Sunday, November 13, 2011

Asperger's in a Restaurant

Our family went out the other night to celebrate my aunt's 75th Birthday.  There were eight of us that went, three confirmed Aspies and one that is family-diagnosed.  It was a delightful, stressful event all at the same time.

To start off with, I always have to sit in a particular seat at the table.  My oldest son thinks it is funny to try and sit there before I get there.  I'm not sure exactly why he finds this funny as I find it rather irritating.  He is moved to another part of the table.

Kyle's patience is nonexistent.  He thinks as soon as he orders something, it should appear spontaneously as if by magic.  About six times I had to call him back to the table because he was headed to look for something that had been ordered that hadn't arrived yet. The funny one, funny now but not when it happened, was when he asked the waitress for a glass of water.  His exact words were, "Can I get a glass of water stat please."  I wanted to crawl under the table.  I explained to him about how that was a rude statement, he didn't understand because he heard it on a medical show and it was an okay thing to say.  So, after explaining it to him for what seemed like eternity, I think he finally understood.  I at least got him to apologize to the waitress when she came back to the table.

Sitting for any length of time has always been a challenge for Kyle.  Luckily, it was later in the evening and the restaurant was almost empty.  I did allow Kyle to leave the table because he found a quiet section in which he could spin around.  He did this for quite some time.  It was okay because he wasn't near other people and he wasn't hurting anything.  If I had forced him to stay at the table, there would have been a huge meltdown.

Dinner was great, our table was loud at times, but it was all good.  I am grateful for understanding waitresses.  Is dinner out a relaxing  Is dinner out better than it used to be...yes, by far.  Am I looking forward to going out to a restaurant soon...maybe in a few months.

Wednesday, November 9, 2011


Most of the time I feel isolated and shunned from society. When Kyle has a meltdown in public my anxiety goes through the roof. I can handle the meltdowns at home, at school and when he has them with his therapists...everywhere else, not so much.

Picture're in a room with a bunch of people, not really paying attention to anything in particular, then all of a sudden you see a child (one that is 'old enough' not to tantrum) on the floor, screaming that he was 'thrown' on the floor. Obviously this would attract the attention of anyone in a five mile radius (sometimes it feels as if he is that loud). I am surprised that the police haven't been called. I wouldn't blame them. If I was a bystander, I can only imagine what conlcusions I would jump to if I didn't know what I know by being in the situation.

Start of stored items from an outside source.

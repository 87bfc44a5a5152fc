mod common;

use common::*;
use tacklebox::engine::{Engine, EngineEvent};
use tacklebox::error::EngineError;
use tacklebox::lifecycle::ToggleOutcome;

fn open_engine() -> (tempfile::TempDir, Engine, std::path::PathBuf) {
    let (temp, data_dir, game_path, _store) = setup_env();
    let engine = Engine::open(data_dir).unwrap();
    let path = game_path.clone();
    engine
        .update_settings(|settings| settings.game_path = Some(path))
        .unwrap();
    (temp, engine, game_path)
}

#[test]
fn engine_install_toggle_uninstall() {
    let (_temp, engine, game_path) = open_engine();
    let url = serve_once(make_zip_bytes("fish-plus", "1.0.0"));
    engine.set_catalog(vec![catalog_entry("Fishing+", &url)]);

    let report = engine.install_titles(&["Fishing+".to_string()]).unwrap();
    assert_eq!(report.succeeded, vec!["Fishing+".to_string()]);
    assert!(report.failed.is_empty());

    let installed = engine.installed();
    assert_eq!(installed.len(), 1);
    assert_eq!(installed[0].id, "fish-plus");

    assert_eq!(engine.disable("fish-plus").unwrap(), ToggleOutcome::Changed);
    assert!(!tacklebox::store::game_mod_dir(&game_path, "fish-plus").exists());
    assert_eq!(engine.enable("fish-plus").unwrap(), ToggleOutcome::Changed);
    assert!(tacklebox::store::game_mod_dir(&game_path, "fish-plus").exists());

    engine.uninstall("fish-plus").unwrap();
    assert!(engine.installed().is_empty());
}

#[test]
fn batch_continues_past_failures() {
    let (_temp, engine, _game_path) = open_engine();
    let url = serve_once(make_zip_bytes("fish-plus", "1.0.0"));
    engine.set_catalog(vec![catalog_entry("Fishing+", &url)]);

    let report = engine
        .install_titles(&["NotInTheCatalog".to_string(), "Fishing+".to_string()])
        .unwrap();

    assert_eq!(report.succeeded, vec!["Fishing+".to_string()]);
    assert_eq!(report.failed.len(), 1);
    assert_eq!(report.failed[0].0, "NotInTheCatalog");
}

#[test]
fn operations_refuse_to_run_without_a_game_path() {
    let (_temp, data_dir, _game_path, _store) = setup_env();
    let engine = Engine::open(data_dir).unwrap();

    assert!(matches!(engine.absorb(), Err(EngineError::GamePathUnset)));
    assert!(matches!(
        engine.enable("anything"),
        Err(EngineError::GamePathUnset)
    ));
}

#[test]
fn manual_sweep_reports_through_the_event_channel() {
    let (_temp, engine, _game_path) = open_engine();
    engine.set_catalog(Vec::new());

    engine.run_sweep_now();

    let events = engine.drain_events();
    assert!(events
        .iter()
        .any(|event| matches!(event, EngineEvent::SweepFinished { .. })));
}

#[test]
fn async_install_reports_through_the_event_channel() {
    let (_temp, engine, _game_path) = open_engine();
    let url = serve_once(make_zip_bytes("fish-plus", "1.0.0"));
    engine.set_catalog(vec![catalog_entry("Fishing+", &url)]);

    engine.install_title_async("Fishing+").unwrap();

    let deadline = std::time::Instant::now() + std::time::Duration::from_secs(10);
    let mut finished = false;
    while !finished {
        assert!(
            std::time::Instant::now() < deadline,
            "worker never reported the install"
        );
        for event in engine.drain_events() {
            if let EngineEvent::InstallFinished { outcome, .. } = event {
                assert_eq!(outcome.unwrap(), "fish-plus");
                finished = true;
            }
        }
        std::thread::sleep(std::time::Duration::from_millis(25));
    }
    assert_eq!(engine.installed().len(), 1);
}

#[test]
fn settings_survive_reopen() {
    let (_temp, data_dir, game_path, _store) = setup_env();
    {
        let engine = Engine::open(data_dir.clone()).unwrap();
        engine
            .update_settings(|settings| {
                settings.game_path = Some(game_path.clone());
                settings.auto_update = false;
            })
            .unwrap();
    }
    let engine = Engine::open(data_dir).unwrap();
    let settings = engine.settings();
    assert_eq!(settings.game_path.as_deref(), Some(game_path.as_path()));
    assert!(!settings.auto_update);
}
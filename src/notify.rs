use tracing::debug;

use crate::config::Settings;
use crate::transport::{metadata_agent, USER_AGENT};

/// Best-effort error reporting to the configured webhook. Delivery is not
/// this crate's problem: every failure is swallowed after a debug log, and
/// the sink is skipped entirely unless the user opted in.
pub fn report_error(settings: &Settings, context: &str, message: &str) {
    if !settings.notifications {
        return;
    }
    let Some(webhook) = settings.error_webhook.as_deref() else {
        return;
    };
    let payload = serde_json::json!({
        "content": format!("Error in tacklebox ({context}):\n{message}"),
    });
    let result = metadata_agent()
        .post(webhook)
        .set("User-Agent", USER_AGENT)
        .send_json(payload);
    if let Err(err) = result {
        debug!("error report not delivered: {err}");
    }
}
use std::path::PathBuf;
use thiserror::Error;

use crate::store::Scope;

pub type Result<T, E = EngineError> = std::result::Result<T, E>;

/// Failure modes of the lifecycle engine. `Conflict`, `Identity`, and `Busy`
/// abort before any file is touched; `Sync` and `PartialRemoval` describe
/// operations whose bookkeeping and filesystem state have diverged.
#[derive(Debug, Error)]
pub enum EngineError {
    #[error("package declares no id and has no title to derive one from")]
    Identity,

    #[error("mod id '{id}' is already taken by a {existing:?} mod; uninstall it first")]
    Conflict { id: String, existing: Scope },

    #[error("an operation on mod '{0}' is already in flight")]
    Busy(String),

    #[error("mod '{0}' is not installed")]
    NotInstalled(String),

    #[error("'{0}' was not found in the catalog")]
    NotInCatalog(String),

    #[error("game path is not set or does not exist")]
    GamePathUnset,

    #[error("transport failed for {what}: {source}")]
    Transport {
        what: String,
        #[source]
        source: Box<dyn std::error::Error + Send + Sync>,
    },

    #[error(
        "mod '{id}' is recorded as enabled but its files were not materialized \
         into {game_dir:?}: {source}"
    )]
    Sync {
        id: String,
        game_dir: PathBuf,
        #[source]
        source: std::io::Error,
    },

    #[error(
        "mod '{id}' bookkeeping was updated but its game directory copy \
         {game_dir:?} could not be deleted: {source}"
    )]
    PartialRemoval {
        id: String,
        game_dir: PathBuf,
        #[source]
        source: std::io::Error,
    },

    #[error("no manifest.json found in the package")]
    ManifestMissing,

    #[error(transparent)]
    Io(#[from] std::io::Error),

    #[error(transparent)]
    Json(#[from] serde_json::Error),
}

impl EngineError {
    pub fn transport(what: impl Into<String>, source: impl Into<Box<dyn std::error::Error + Send + Sync>>) -> Self {
        EngineError::Transport {
            what: what.into(),
            source: source.into(),
        }
    }
}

He's had these exact meltdowns at gymnastics, at school, in the grocery store, in front of both of his therapists, sports, home. I think we've dealt with them pretty much everywhere.

Surprisingly I still have hair left, and a little of my sanity. How? I need to be strong for him. So what do I do when he has one of these episodes?? Well, first, if I can, I ignore them. Most of the time when he has a meltdown it is because he isn't getting what he wants, he is being forced to do something that he doesn't want to do, there has been a transition that is hard or he is seeking attention.

If I can't ignore it, I work through it with him staying very calm. It didn't take me long to figure out that if I meltdown during his meltdown it just makes it exponentially worse and I get exhausted afterwards. Everyone is upset and we get nowhere. Staying calm helps de-escalate the meltdown. It is the only thing proven to work. When the meltdown is over, it is more on a positive note and you are left with energy.

I don't worry about the meltdowns at school and at the therapist's office because they understand. I worry about the ones in the general public. I have no idea what their knowledge is regarding children and developmental issues. I have no idea whether they think I am a horrible mom. I can't jump in their minds and know what they think. I'd like to, then at least I'd know. I have a real hard time reading people too, which doesn't help.

So, most of the time I walk around on edge in public second guessing everything I do or say for fear of rejection. In the middle of meltdowns I'm rehearsing prewritten scripts explaining my child, waiting for someone to say something instead of asking if they can help.

I was approached today by another Mom, one who knows Kyle through sports and school. She wanted to let me know that she thinks that I am doing a great job with Kyle. She told me that she didn't think that she would be able to do it if it was her. She has two kids and she is a great mom. She is a hard worker, dedicated to her kids and community, I have always looked up to her and wondered how she did it. She says that she has told people that Kyle is lucky to have me as a mom. Many times I have wondered if I was a good mom because life isn't perfect. She reassured me that there are famous people with Asperger's (and named a couple) which really touched my heart. We talked for about an hour before I had to drop Caitlin off at school. I left there so happy.

When dropping Caitlin off at school I ran into a very close friend of the family who told me how great of a mom I am. Twice in one hour! I dropped Caitlin off and drove home, my eyes welled with tears. I can not express how great it was to hear these things and how great it made my day.

It's days like today that give me the added strength to go on, the reassurance that I am doing something right. It's days like today that make me feel accepted by society.